- Type: Revolver
- Place of origin: Belgium/Spain

Production history
- Designer: Astra-Unceta y Cia SA
- Designed: 1970s
- Manufacturer: Astra-Unceta y Cia SA for Fabrique Nationale
- Produced: 1974–c. 1989

Specifications
- Mass: 1,050 g (37.0 oz) (unloaded)
- Length: 211 mm (8.3 in)
- Barrel length: 76 mm (3.0 in)
- Cartridge: 9×19mm Parabellum; .357 Magnum; .38 Special;
- Action: Double Action Revolver
- Feed system: 6-round cylinder
- Sights: Fixed iron sights

= FN Barracuda =

The FN Barracuda is a double-action multi-caliber revolver designed by and built by Astra-Unceta y Cia SA to Fabrique Nationale's specifications. It can be switched between three calibers (9×19mm Parabellum, .38 Special and .357 Magnum) by changing cylinder parts. FN decided to enter the revolver market, aiming to satisfy law enforcement customers on both sides of the Atlantic, and this gun represented their only attempt at doing so, in collaboration with Astra. Production stopped around 1989 after poor sales. The revolver is generally thought to be well-made, but it targeted a diminishing revolver market for law enforcement.

==Design details==
Fairly standard in design, with respect to other double action / single action (DA/SA) heavy frame revolvers, the fundamental design difference between the FN Barracuda and other brands is the rapidly interchangeable cylinder, allowing the user to easily switch between 9×19mm Parabellum, .38 Special, and .357 Magnum calibers. The gun has a pinned barrel, five-screwed frame assembly, and an internal coil hammer spring that can be adjusted for trigger pull weight, among other details. In factory settings, the trigger pull for double action configuration, is 11 lbf, and is 4.84 lbf in single action configuration.
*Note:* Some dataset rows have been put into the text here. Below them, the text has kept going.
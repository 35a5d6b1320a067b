//! Subtree duplication tests
//!
//! Node copies, suffixes, parents, authorization and re-entry

#![allow(clippy::unwrap_used, clippy::expect_used, clippy::panic)]

mod common;

use serde_json::json;

use common::*;
use treebranch_duplicate::{DuplicateOptions, duplicate_subtree};
use treebranch_types::error::Error;
use treebranch_types::store_adapter::TreeStoreAdapter;
use treebranch_types::tree::*;
use treebranch_types::types::{AuthCtx, RepeatContext};

fn with_suffix(suffix: &str) -> DuplicateOptions {
	let mut opts = DuplicateOptions::new();
	opts.suffix(suffix);
	opts
}

#[tokio::test]
async fn test_duplicates_subtree_with_suffix() {
	let fx = Fixture::form().await;

	let res = duplicate_subtree(&fx.engine, &auth(), "grp", &with_suffix("1")).await.unwrap();
	assert_eq!(res.root_id, "grp-1");
	assert_eq!(res.suffix, "1");
	assert!(res.complete);
	assert_eq!(res.node_id_map.len(), 3);
	assert_eq!(res.node_id_map["width"], "width-1");

	let root = fx.node("grp-1").await;
	assert_eq!(root.parent_id.as_deref(), Some("sec"));
	assert_eq!(root.label, "grp-1");
	assert_eq!(root.metadata["copiedFromNodeId"], "grp");
	assert_eq!(root.metadata["copySuffix"], "1");

	let width = fx.node("width-1").await;
	assert_eq!(width.parent_id.as_deref(), Some("grp-1"));
	assert_eq!(width.calculated_value, None);
	assert_eq!(fx.node("height-1").await.parent_id.as_deref(), Some("grp-1"));

	// Sources are untouched
	let source = fx.node("width").await;
	assert_eq!(source.formula_active_id.as_deref(), Some("f_w"));
	assert_eq!(source.calculated_value.as_deref(), Some("84"));
}

#[tokio::test]
async fn test_formula_tokens_and_pointers_remapped() {
	let fx = Fixture::form().await;

	let res = duplicate_subtree(&fx.engine, &auth(), "grp", &with_suffix("1")).await.unwrap();
	assert_eq!(res.formula_id_map["f_w"], "f_w-1");

	let formula = fx.store.read_formula("f_w-1").await.unwrap().unwrap();
	assert_eq!(formula.node_id, "width-1");
	assert_eq!(formula.name, "F_W-1");
	assert_eq!(formula.tokens, vec![json!("@value.height-1"), json!("*"), json!(2)]);

	let width = fx.node("width-1").await;
	assert_eq!(width.formula_active_id.as_deref(), Some("f_w-1"));
	assert_eq!(width.linked_formula_ids, vec!["f_w-1"]);
}

#[tokio::test]
async fn test_owned_variable_copied() {
	let fx = Fixture::form().await;

	let res = duplicate_subtree(&fx.engine, &auth(), "grp", &with_suffix("1")).await.unwrap();
	assert_eq!(res.variable_id_map["v_w"], "v_w-1");

	let variable = fx.store.read_variable("v_w-1").await.unwrap().unwrap();
	assert_eq!(variable.node_id, "width-1");
	assert_eq!(variable.exposed_key, "width_key-1");
	assert_eq!(variable.source_ref.as_deref(), Some("node-formula:f_w-1"));
	assert_eq!(fx.node("width-1").await.data_active_id.as_deref(), Some("v_w-1"));
}

#[tokio::test]
async fn test_linked_order_preserved() {
	let fx = Fixture::form().await;
	fx.add_node(Node {
		has_formula: true,
		formula_active_id: Some("f2".into()),
		linked_formula_ids: vec!["f2".into(), "f1".into()],
		..node("total", Some("grp"), 2, "leaf_field")
	})
	.await;
	fx.add_formula(formula("f1", "total", 0, vec![json!("@value.width")])).await;
	fx.add_formula(formula("f2", "total", 1, vec![json!("@value.height")])).await;

	duplicate_subtree(&fx.engine, &auth(), "grp", &with_suffix("1")).await.unwrap();

	let total = fx.node("total-1").await;
	assert_eq!(total.linked_formula_ids, vec!["f2-1", "f1-1"]);
	assert_eq!(total.formula_active_id.as_deref(), Some("f2-1"));
}

#[tokio::test]
async fn test_auto_suffix_uses_next_generation() {
	let fx = Fixture::form().await;

	let first = duplicate_subtree(&fx.engine, &auth(), "grp", &DuplicateOptions::new()).await.unwrap();
	assert_eq!(first.suffix, "1");
	assert_eq!(first.root_id, "grp-1");

	let second = duplicate_subtree(&fx.engine, &auth(), "grp", &DuplicateOptions::new()).await.unwrap();
	assert_eq!(second.suffix, "2");
	assert_eq!(second.root_id, "grp-2");
	assert_eq!(second.node_id_map["width"], "width-2");
	assert!(fx.store.read_formula("f_w-2").await.unwrap().is_some());
}

#[tokio::test]
async fn test_rerun_with_same_suffix_creates_nothing() {
	let fx = Fixture::form().await;
	fx.add_node(node("ext2", Some("sec"), 2, "leaf_field")).await;
	fx.add_table(table("tbl_ext2", "ext2"), &["Size"], &[json!(["M"])]).await;
	fx.add_node(Node {
		has_table: true,
		table_active_id: Some("tbl_p".into()),
		linked_table_ids: vec!["tbl_ext2".into()],
		..node("prices", Some("grp"), 2, "leaf_field")
	})
	.await;
	fx.add_table(table("tbl_p", "prices"), &["Price", "2.5"], &[json!(["@value.width", 1]), json!(["x", 2])]).await;
	fx.add_node(Node { linked_variable_ids: vec!["v_ext".into()], ..node("total", Some("grp"), 3, "leaf_field") })
		.await;
	fx.store
		.create_select_config(&SelectConfig {
			id: "sc".into(),
			node_id: "height".into(),
			table_reference: Some("tbl_p".into()),
			key_column: Some("Price".into()),
			..SelectConfig::default()
		})
		.await
		.unwrap();
	fx.store
		.create_number_config(&NumberConfig { id: "nc".into(), node_id: "width".into(), ..NumberConfig::default() })
		.await
		.unwrap();

	let first = duplicate_subtree(&fx.engine, &auth(), "grp", &with_suffix("1")).await.unwrap();
	assert_eq!(first.placeholder_node_ids, vec!["ext2-1"]);
	assert_eq!(first.display_node_ids, vec!["ext_owner-1"]);
	assert_eq!(first.table_id_map.len(), 3);
	let counts = fx.store.counts().await;
	assert_eq!(counts.select_configs, 2);

	let second = duplicate_subtree(&fx.engine, &auth(), "grp", &with_suffix("1")).await.unwrap();
	assert_eq!(fx.store.counts().await, counts);
	assert_eq!(second.node_id_map, first.node_id_map);
	assert_eq!(second.formula_id_map, first.formula_id_map);
	assert_eq!(second.table_id_map, first.table_id_map);
	assert_eq!(second.variable_id_map, first.variable_id_map);
	assert_eq!(second.display_node_ids, first.display_node_ids);
	assert!(second.complete);
}

#[tokio::test]
async fn test_active_pointer_needs_capacity_flag() {
	let fx = Fixture::form().await;
	fx.add_node(Node {
		formula_active_id: Some("f_p".into()),
		condition_active_id: Some("c_p".into()),
		..node("plain", Some("grp"), 2, "leaf_field")
	})
	.await;
	fx.add_formula(formula("f_p", "plain", 0, vec![json!(1)])).await;
	fx.add_condition(condition("c_p", "plain", json!({"branches": []}))).await;

	let res = duplicate_subtree(&fx.engine, &auth(), "grp", &with_suffix("1")).await.unwrap();
	assert_eq!(res.formula_id_map["f_p"], "f_p-1");
	assert_eq!(res.condition_id_map["c_p"], "c_p-1");

	let plain = fx.node("plain-1").await;
	assert!(!plain.has_formula);
	assert!(!plain.has_condition);
	assert_ne!(plain.formula_active_id.as_deref(), Some("f_p-1"));
	assert_ne!(plain.condition_active_id.as_deref(), Some("c_p-1"));
}

#[tokio::test]
async fn test_target_parent() {
	let fx = Fixture::form().await;
	let mut opts = with_suffix("1");
	opts.target_parent_id("ext_owner");

	duplicate_subtree(&fx.engine, &auth(), "grp", &opts).await.unwrap();
	assert_eq!(fx.node("grp-1").await.parent_id.as_deref(), Some("ext_owner"));
	assert_eq!(fx.node("width-1").await.parent_id.as_deref(), Some("grp-1"));
}

#[tokio::test]
async fn test_external_parent_reused_or_cloned() {
	let fx = Fixture::form().await;

	duplicate_subtree(&fx.engine, &auth(), "width", &with_suffix("1")).await.unwrap();
	assert_eq!(fx.node("width-1").await.parent_id.as_deref(), Some("grp"));

	let mut opts = with_suffix("2");
	opts.clone_external_parents(true);
	let res = duplicate_subtree(&fx.engine, &auth(), "width", &opts).await.unwrap();

	// The branch is cloned, the section above it is not
	assert_eq!(res.node_id_map["grp"], "grp-2");
	assert_eq!(fx.node("grp-2").await.parent_id.as_deref(), Some("sec"));
	assert_eq!(fx.node("width-2").await.parent_id.as_deref(), Some("grp-2"));
	assert!(fx.store.read_node("sec-2").await.unwrap().is_none());
}

#[tokio::test]
async fn test_unauthorized_before_any_write() {
	let fx = Fixture::form().await;
	let counts = fx.store.counts().await;

	let res = duplicate_subtree(&fx.engine, &AuthCtx::organization("other"), "grp", &with_suffix("1")).await;
	assert!(matches!(res, Err(Error::Unauthorized)));
	assert_eq!(fx.store.counts().await, counts);

	let res = duplicate_subtree(&fx.engine, &AuthCtx::super_admin(), "grp", &with_suffix("1")).await;
	assert!(res.is_ok());
}

#[tokio::test]
async fn test_missing_node() {
	let fx = Fixture::form().await;
	let res = duplicate_subtree(&fx.engine, &auth(), "missing", &with_suffix("1")).await;
	assert!(matches!(res, Err(Error::NotFound)));
}

#[tokio::test]
async fn test_invalid_suffix() {
	let fx = Fixture::form().await;
	let res = duplicate_subtree(&fx.engine, &auth(), "grp", &with_suffix("a-b")).await;
	assert!(matches!(res, Err(Error::ValidationError(_))));
	assert!(fx.store.read_node("grp-a-b").await.unwrap().is_none());
}

#[tokio::test]
async fn test_failed_capacity_is_skipped() {
	let fx = Fixture::form().await;
	fx.store.fail_on_create("f_w-1").await;

	let res = duplicate_subtree(&fx.engine, &auth(), "grp", &with_suffix("1")).await.unwrap();
	assert!(!res.complete);
	assert_eq!(res.skipped.len(), 1);
	assert_eq!(res.skipped[0].node_id, "width");
	assert_eq!(res.skipped[0].capacity_id.as_deref(), Some("f_w"));

	// The rest of the run went through
	assert!(fx.store.read_node("width-1").await.unwrap().is_some());
	assert!(fx.store.read_variable("v_w-1").await.unwrap().is_some());
}

#[tokio::test]
async fn test_repeat_context_events_and_repeater_block() {
	let fx = Fixture::form().await;
	fx.add_node(Node {
		repeater: Some(RepeaterBlock { template_node_ids: vec!["width".into()], ..RepeaterBlock::default() }),
		..node("rep", Some("grp"), 3, "branch")
	})
	.await;

	let mut opts = with_suffix("1");
	opts.repeat_context(RepeatContext { repeater_node_id: "rep".into(), ..RepeatContext::default() });
	duplicate_subtree(&fx.engine, &auth(), "grp", &opts).await.unwrap();

	assert!(fx.node("rep-1").await.repeater.is_none());

	let events = fx.events.events();
	let formula = events.iter().find(|e| e.capacity_id == "f_w-1").expect("formula event");
	assert_eq!(formula.owner_node_id, "width-1");
	assert_eq!(formula.referenced_node_ids, vec!["height-1"]);
	assert_eq!(formula.repeat_context.as_ref().map(|c| c.repeater_node_id.as_str()), Some("rep"));
}

#[tokio::test]
async fn test_repeater_block_rewritten_without_context() {
	let fx = Fixture::form().await;
	fx.add_node(Node {
		repeater: Some(RepeaterBlock { template_node_ids: vec!["tpl".into()], ..RepeaterBlock::default() }),
		..node("rep", Some("grp"), 3, "branch")
	})
	.await;
	fx.add_node(node("tpl", Some("rep"), 0, "leaf_field")).await;

	duplicate_subtree(&fx.engine, &auth(), "grp", &with_suffix("1")).await.unwrap();

	let repeater = fx.node("rep-1").await.repeater.unwrap();
	assert_eq!(repeater.template_node_ids, vec!["tpl-1"]);
}

#[tokio::test]
async fn test_dangling_reference_reported() {
	let fx = Fixture::form().await;
	fx.add_node(Node { has_formula: true, ..node("total", Some("grp"), 2, "leaf_field") }).await;
	fx.add_formula(formula("f_t", "total", 0, vec![json!("@value.ext_owner")])).await;

	let res = duplicate_subtree(&fx.engine, &auth(), "grp", &with_suffix("1")).await.unwrap();

	let formula = fx.store.read_formula("f_t-1").await.unwrap().unwrap();
	assert_eq!(formula.tokens, vec![json!("@value.ext_owner-1")]);
	assert!(res.complete);
	assert!(res.dangling_references.iter().any(|d| d.id == "ext_owner-1"));
}

#[tokio::test]
async fn test_self_referencing_leaf() {
	let fx = Fixture::form().await;
	fx.add_node(Node { has_formula: true, ..node("solo", Some("sec"), 4, "leaf_field") }).await;
	fx.add_formula(formula("f_s", "solo", 0, vec![json!("@value.solo"), json!("+"), json!(1)])).await;

	let res = duplicate_subtree(&fx.engine, &auth(), "solo", &with_suffix("1")).await.unwrap();
	assert_eq!(res.root_id, "solo-1");
	assert!(res.dangling_references.is_empty());

	let formula = fx.store.read_formula("f_s-1").await.unwrap().unwrap();
	assert_eq!(formula.tokens, vec![json!("@value.solo-1"), json!("+"), json!(1)]);
	assert_eq!(fx.node("solo-1").await.parent_id.as_deref(), Some("sec"));
}

// vim: ts=4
Barrel length is 3 in, which is shorter than the typical revolvers of the era, which were typically 4 in, but longer than a snub-nosed revolver.

==Collectability==
Prices vary strongly based on the availability of the various cylinders and the condition of the revolver. It has been imported to the US, and previous sellers have sold imported guns at $275, but auction prices for a complete set in good condition will reach close to $600.